Task details » Begin at the top of the records and copy each line exactly. The line containing "pub fn list_tasks(ctx: &Context<'_>, _args: TaskListArgs)" is the last one to include.

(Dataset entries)
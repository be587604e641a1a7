use crate::error::Result;
use crate::uow::SuggestionCache;
use rusqlite::{params, Connection, OptionalExtension};

pub struct CacheRepo<'a> {
    conn: &'a Connection,
    now_utc: i64,
}

impl<'a> CacheRepo<'a> {
    pub fn new(conn: &'a Connection, now_utc: i64) -> Self {
        Self { conn, now_utc }
    }
}

impl SuggestionCache for CacheRepo<'_> {
    fn get(&self, key: &str) -> Result<Option<String>> {
        let value = self
            .conn
            .query_row(
                "SELECT value FROM cache_entries WHERE key = ?1;",
                [key],
                |row| row.get(0),
            )
            .optional()?;
        Ok(value)
    }

    fn set(&self, key: &str, value: &str) -> Result<()> {
        self.conn.execute(
            "INSERT INTO cache_entries (key, value, updated_at) VALUES (?1, ?2, ?3)
             ON CONFLICT(key) DO UPDATE SET value = excluded.value, updated_at = excluded.updated_at;",
            params![key, value, self.now_utc],
        )?;
        Ok(())
    }

    fn delete(&self, key: &str) -> Result<()> {
        self.conn
            .execute("DELETE FROM cache_entries WHERE key = ?1;", [key])?;
        Ok(())
    }
}
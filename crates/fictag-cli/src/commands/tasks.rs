use crate::commands::{print_json, Context};
use crate::util::{format_timestamp, now_utc};
use anyhow::Result;
use clap::{Args, Subcommand};

#[derive(Debug, Subcommand)]
pub enum TaskCommand {
    Ls(TaskListArgs),
}

#[derive(Debug, Args)]
pub struct TaskListArgs {}

pub fn list_tasks(ctx: &Context<'_>, _args: TaskListArgs) -> Result<()> {
    let tasks = ctx.store.task_queue(now_utc()).list()?;

    if ctx.json {
        print_json(&tasks)?;
        return Ok(());
    }

    if tasks.is_empty() {
        println!("no tasks");
        return Ok(());
    }

    for item in tasks {
        let args = serde_json::to_string(&item.task.args)?;
        println!(
            "{} {} {} {}",
            item.id,
            format_timestamp(item.created_at),
            item.task.name,
            args
        );
    }
    Ok(())
}
use crate::domain::{Tag, TagCategory};
use serde::Serialize;

/// One slot of a bulk resolution request.
#[derive(Debug, Clone, PartialEq, Eq)]
pub enum TagLookup {
    Existing(Tag),
    Name(String),
}

impl From<Tag> for TagLookup {
    fn from(tag: Tag) -> Self {
        TagLookup::Existing(tag)
    }
}

impl From<&str> for TagLookup {
    fn from(name: &str) -> Self {
        TagLookup::Name(name.to_string())
    }
}

impl From<String> for TagLookup {
    fn from(name: String) -> Self {
        TagLookup::Name(name)
    }
}

#[derive(Debug, Clone, PartialEq, Eq, Serialize)]
pub struct InvalidTag {
    pub name: String,
    pub reason: String,
}

/// Outcome of bulk resolution. `tags` matches the request slot for slot.
#[derive(Debug, Clone, PartialEq, Eq, Serialize)]
pub struct TagsResponse {
    pub success: bool,
    pub tags: Vec<Option<Tag>>,
    pub aliases: Vec<Tag>,
    pub blacklisted: Vec<Tag>,
    pub invalid: Vec<InvalidTag>,
    pub created: Vec<Tag>,
    pub nonexisting: Vec<String>,
}

impl TagsResponse {
    pub fn with_capacity(len: usize) -> Self {
        Self {
            success: true,
            tags: Vec::with_capacity(len),
            aliases: Vec::new(),
            blacklisted: Vec::new(),
            invalid: Vec::new(),
            created: Vec::new(),
            nonexisting: Vec::new(),
        }
    }

    /// Resolved tags in request order, skipping failed slots.
    pub fn resolved(&self) -> impl Iterator<Item = &Tag> {
        self.tags.iter().flatten()
    }
}

/// Canonical tags grouped under their category; `category` is `None` for the
/// uncategorized group.
#[derive(Debug, Clone, PartialEq, Eq, Serialize)]
pub struct CategoryTags {
    pub category: Option<TagCategory>,
    pub tags: Vec<Tag>,
}
use crate::domain::ids::TagCategoryId;
use serde::{Deserialize, Serialize};

/// Display grouping label. Tags reference a category; they do not own it.
#[derive(Debug, Clone, PartialEq, Eq, Serialize, Deserialize)]
pub struct TagCategory {
    pub id: TagCategoryId,
    pub name: String,
    pub description: String,
    pub created_at: i64,
}
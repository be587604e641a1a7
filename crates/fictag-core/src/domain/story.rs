use crate::domain::ids::{StoryId, StoryTagId, TagId, UserId};
use crate::error::CoreError;
use serde::{Deserialize, Serialize};

/// The slice of a story the tag subsystem cares about.
#[derive(Debug, Clone, PartialEq, Eq, Serialize, Deserialize)]
pub struct Story {
    pub id: StoryId,
    pub title: String,
    pub published: bool,
    pub created_at: i64,
    pub updated_at: i64,
}

/// Join row between a story and a canonical tag.
#[derive(Debug, Clone, PartialEq, Eq, Serialize, Deserialize)]
pub struct StoryTag {
    pub id: StoryTagId,
    pub story_id: StoryId,
    pub tag_id: TagId,
    pub created_at: i64,
}

#[derive(Debug, Clone, Copy, PartialEq, Eq, Serialize, Deserialize)]
#[serde(rename_all = "snake_case")]
pub enum StoryTagAction {
    Addition,
    Deletion,
}

impl StoryTagAction {
    pub fn as_str(&self) -> &'static str {
        match self {
            StoryTagAction::Addition => "addition",
            StoryTagAction::Deletion => "deletion",
        }
    }

    pub fn parse(value: &str) -> Result<Self, CoreError> {
        match value {
            "addition" => Ok(StoryTagAction::Addition),
            "deletion" => Ok(StoryTagAction::Deletion),
            other => Err(CoreError::InvalidStoryTagAction(other.to_string())),
        }
    }
}

/// Append-only record of a tag being attached to or detached from a story.
/// `tag_name` is a snapshot so the entry stays readable after the tag is gone.
#[derive(Debug, Clone, PartialEq, Eq, Serialize, Deserialize)]
pub struct StoryTagLog {
    pub id: i64,
    pub story_id: StoryId,
    pub tag_id: TagId,
    pub tag_name: String,
    pub action: StoryTagAction,
    pub by_user: Option<UserId>,
    pub created_at: i64,
}
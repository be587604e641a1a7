use serde::{Deserialize, Serialize};
use std::fmt;
use std::str::FromStr;

macro_rules! id_type {
    ($name:ident) => {
        #[derive(
            Debug, Clone, Copy, PartialEq, Eq, PartialOrd, Ord, Hash, Serialize, Deserialize,
        )]
        #[serde(transparent)]
        pub struct $name(pub i64);

        impl $name {
            pub fn from_raw(value: i64) -> Self {
                Self(value)
            }

            pub fn get(&self) -> i64 {
                self.0
            }
        }

        impl fmt::Display for $name {
            fn fmt(&self, f: &mut fmt::Formatter<'_>) -> fmt::Result {
                write!(f, "{}", self.0)
            }
        }

        impl FromStr for $name {
            type Err = std::num::ParseIntError;

            fn from_str(s: &str) -> Result<Self, Self::Err> {
                Ok(Self(s.trim().parse()?))
            }
        }
    };
}

id_type!(TagId);
id_type!(TagCategoryId);
id_type!(StoryId);
id_type!(StoryTagId);
id_type!(UserId);
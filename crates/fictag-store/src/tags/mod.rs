//! Tag services: bulk resolution, alias and blacklist transitions, the
//! create/update/delete façade and read-side queries.
//!
//! Mutating services run inside a [`UnitOfWork`]; their follow-up effects go
//! to its outbox and only fire after commit.

mod assign;
mod facade;
mod mutate;
mod query;
mod resolve;

pub use facade::{TagNew, TagUpdate};
pub use query::TagQueries;

use crate::audit::AuditSink;
use crate::error::{Result, StoreError};
use crate::repo::{StoriesRepo, StoryTagLogsRepo, StoryTagsRepo, TagsRepo};
use crate::uow::{Outbox, TaskCall, UnitOfWork};
use fictag_core::domain::{StoryId, StoryTagAction, Tag, User};
use fictag_core::rules::TagPolicy;
use rusqlite::Connection;
use tracing::debug;

pub struct TagService<'a> {
    conn: &'a Connection,
    outbox: &'a Outbox,
    policy: &'a TagPolicy,
    audit: &'a dyn AuditSink,
    now_utc: i64,
}

impl<'a> TagService<'a> {
    pub fn new(
        uow: &'a UnitOfWork<'_>,
        policy: &'a TagPolicy,
        audit: &'a dyn AuditSink,
        now_utc: i64,
    ) -> Self {
        Self {
            conn: uow,
            outbox: uow.outbox(),
            policy,
            audit,
            now_utc,
        }
    }

    pub fn normalize(&self, raw: &str) -> Option<String> {
        self.policy.rules.normalize(raw)
    }

    pub fn validate_tag_name(&self, raw: &str) -> Option<String> {
        self.policy.rules.validate_tag_name(raw)
    }

    pub fn queries(&self) -> TagQueries<'a> {
        TagQueries::new(self.conn, self.policy)
    }

    fn tags(&self) -> TagsRepo<'a> {
        TagsRepo::new(self.conn)
    }

    fn story_tags(&self) -> StoryTagsRepo<'a> {
        StoryTagsRepo::new(self.conn)
    }

    fn logs(&self) -> StoryTagLogsRepo<'a> {
        StoryTagLogsRepo::new(self.conn)
    }

    fn stories(&self) -> StoriesRepo<'a> {
        StoriesRepo::new(self.conn)
    }

    fn reindex_story(&self, story_id: StoryId) {
        self.outbox
            .schedule_task(TaskCall::reindex_story(story_id, "tag"));
    }

    /// Moves every story association of `tag` to `target`, or drops them all
    /// when there is no target. A story already holding `target` just loses
    /// its row for `tag`. Returns `(moved, dropped)`.
    fn migrate_story_tags(
        &self,
        tag: &Tag,
        target: Option<&Tag>,
        user: &User,
    ) -> Result<(usize, usize)> {
        let story_tags = self.story_tags();
        let tags = self.tags();
        let logs = self.logs();
        let stories = self.stories();

        let mut moved = 0;
        let mut dropped = 0;
        for story_tag in story_tags.list_for_tag(tag.id)? {
            let story = stories.require(story_tag.story_id)?;
            let published = i64::from(story.published);
            logs.append(
                self.now_utc,
                story.id,
                tag,
                StoryTagAction::Deletion,
                Some(user.id),
            )?;

            match target {
                Some(target) if story_tags.get(story.id, target.id)?.is_none() => {
                    logs.append(
                        self.now_utc,
                        story.id,
                        target,
                        StoryTagAction::Addition,
                        Some(user.id),
                    )?;
                    story_tags.repoint(story_tag.id, target.id)?;
                    tags.adjust_counts(target.id, 1, published)?;
                    moved += 1;
                }
                _ => {
                    story_tags.delete(story_tag.id)?;
                    dropped += 1;
                }
            }

            tags.adjust_counts(tag.id, -1, -published)?;
            self.reindex_story(story.id);
        }

        debug!(tag_id = %tag.id, moved, dropped, "story tags migrated");
        Ok((moved, dropped))
    }
}

/// Follows one alias hop. A target that is itself an alias means the stored
/// graph is corrupt.
pub(crate) fn follow_alias(tags: &TagsRepo<'_>, tag: &Tag) -> Result<Tag> {
    let Some(target_id) = tag.is_alias_for else {
        return Ok(tag.clone());
    };
    let target = tags.get(target_id)?.ok_or_else(|| {
        StoreError::Consistency(format!(
            "tag {} is an alias for missing tag {}",
            tag.id, target_id
        ))
    })?;
    if target.is_alias() {
        return Err(StoreError::Consistency(format!(
            "alias chain longer than one hop: {} -> {} -> {}",
            tag.iname,
            target.iname,
            target.is_alias_for.map(|id| id.to_string()).unwrap_or_default()
        )));
    }
    Ok(target)
}

pub(crate) fn require_staff(user: &User, action: &str) -> Result<()> {
    if user.is_staff {
        Ok(())
    } else {
        Err(StoreError::PermissionDenied(format!(
            "{} may not {action}",
            user.username
        )))
    }
}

Written response »
repository be587604e641a1a7
use crate::error::Result;
use crate::uow::SuggestionCache;
use rusqlite::{params, Connection, OptionalExtension};

pub struct CacheRepo<'a> {
    conn: &'a Connection,
    now_utc: i64,
}

impl<'a> CacheRepo<'a> {
    pub fn new(conn: &'a Connection, now_utc: i64) -> Self {
        Self { conn, now_utc }
    }
}

impl SuggestionCache for CacheRepo<'_> {
    fn get(&self, key: &str) -> Result<Option<String>> {
        let value = self
            .conn
            .query_row(
                "SELECT value FROM cache_entries WHERE key = ?1;",
                [key],
                |row| row.get(0),
            )
            .optional()?;
        Ok(value)
    }

    fn set(&self, key: &str, value: &str) -> Result<()> {
        self.conn.execute(
            "INSERT INTO cache_entries (key, value, updated_at) VALUES (?1, ?2, ?3)
             ON CONFLICT(key) DO UPDATE SET value = excluded.value, updated_at = excluded.updated_at;",
            params![key, value, self.now_utc],
        )?;
        Ok(())
    }

    fn delete(&self, key: &str) -> Result<()> {
        self.conn
            .execute("DELETE FROM cache_entries WHERE key = ?1;", [key])?;
        Ok(())
    }
}
filename crates/fictag-cli/src/commands/tasks.rs
use crate::commands::{print_json, Context};
use crate::util::{format_timestamp, now_utc};
use anyhow::Result;
use clap::{Args, Subcommand};

#[derive(Debug, Subcommand)]
pub enum TaskCommand {
    Ls(TaskListArgs),
}

#[derive(Debug, Args)]
pub struct TaskListArgs {}

pub fn list_tasks(ctx: &Context<'_>, _args: TaskListArgs) -> Result<()> {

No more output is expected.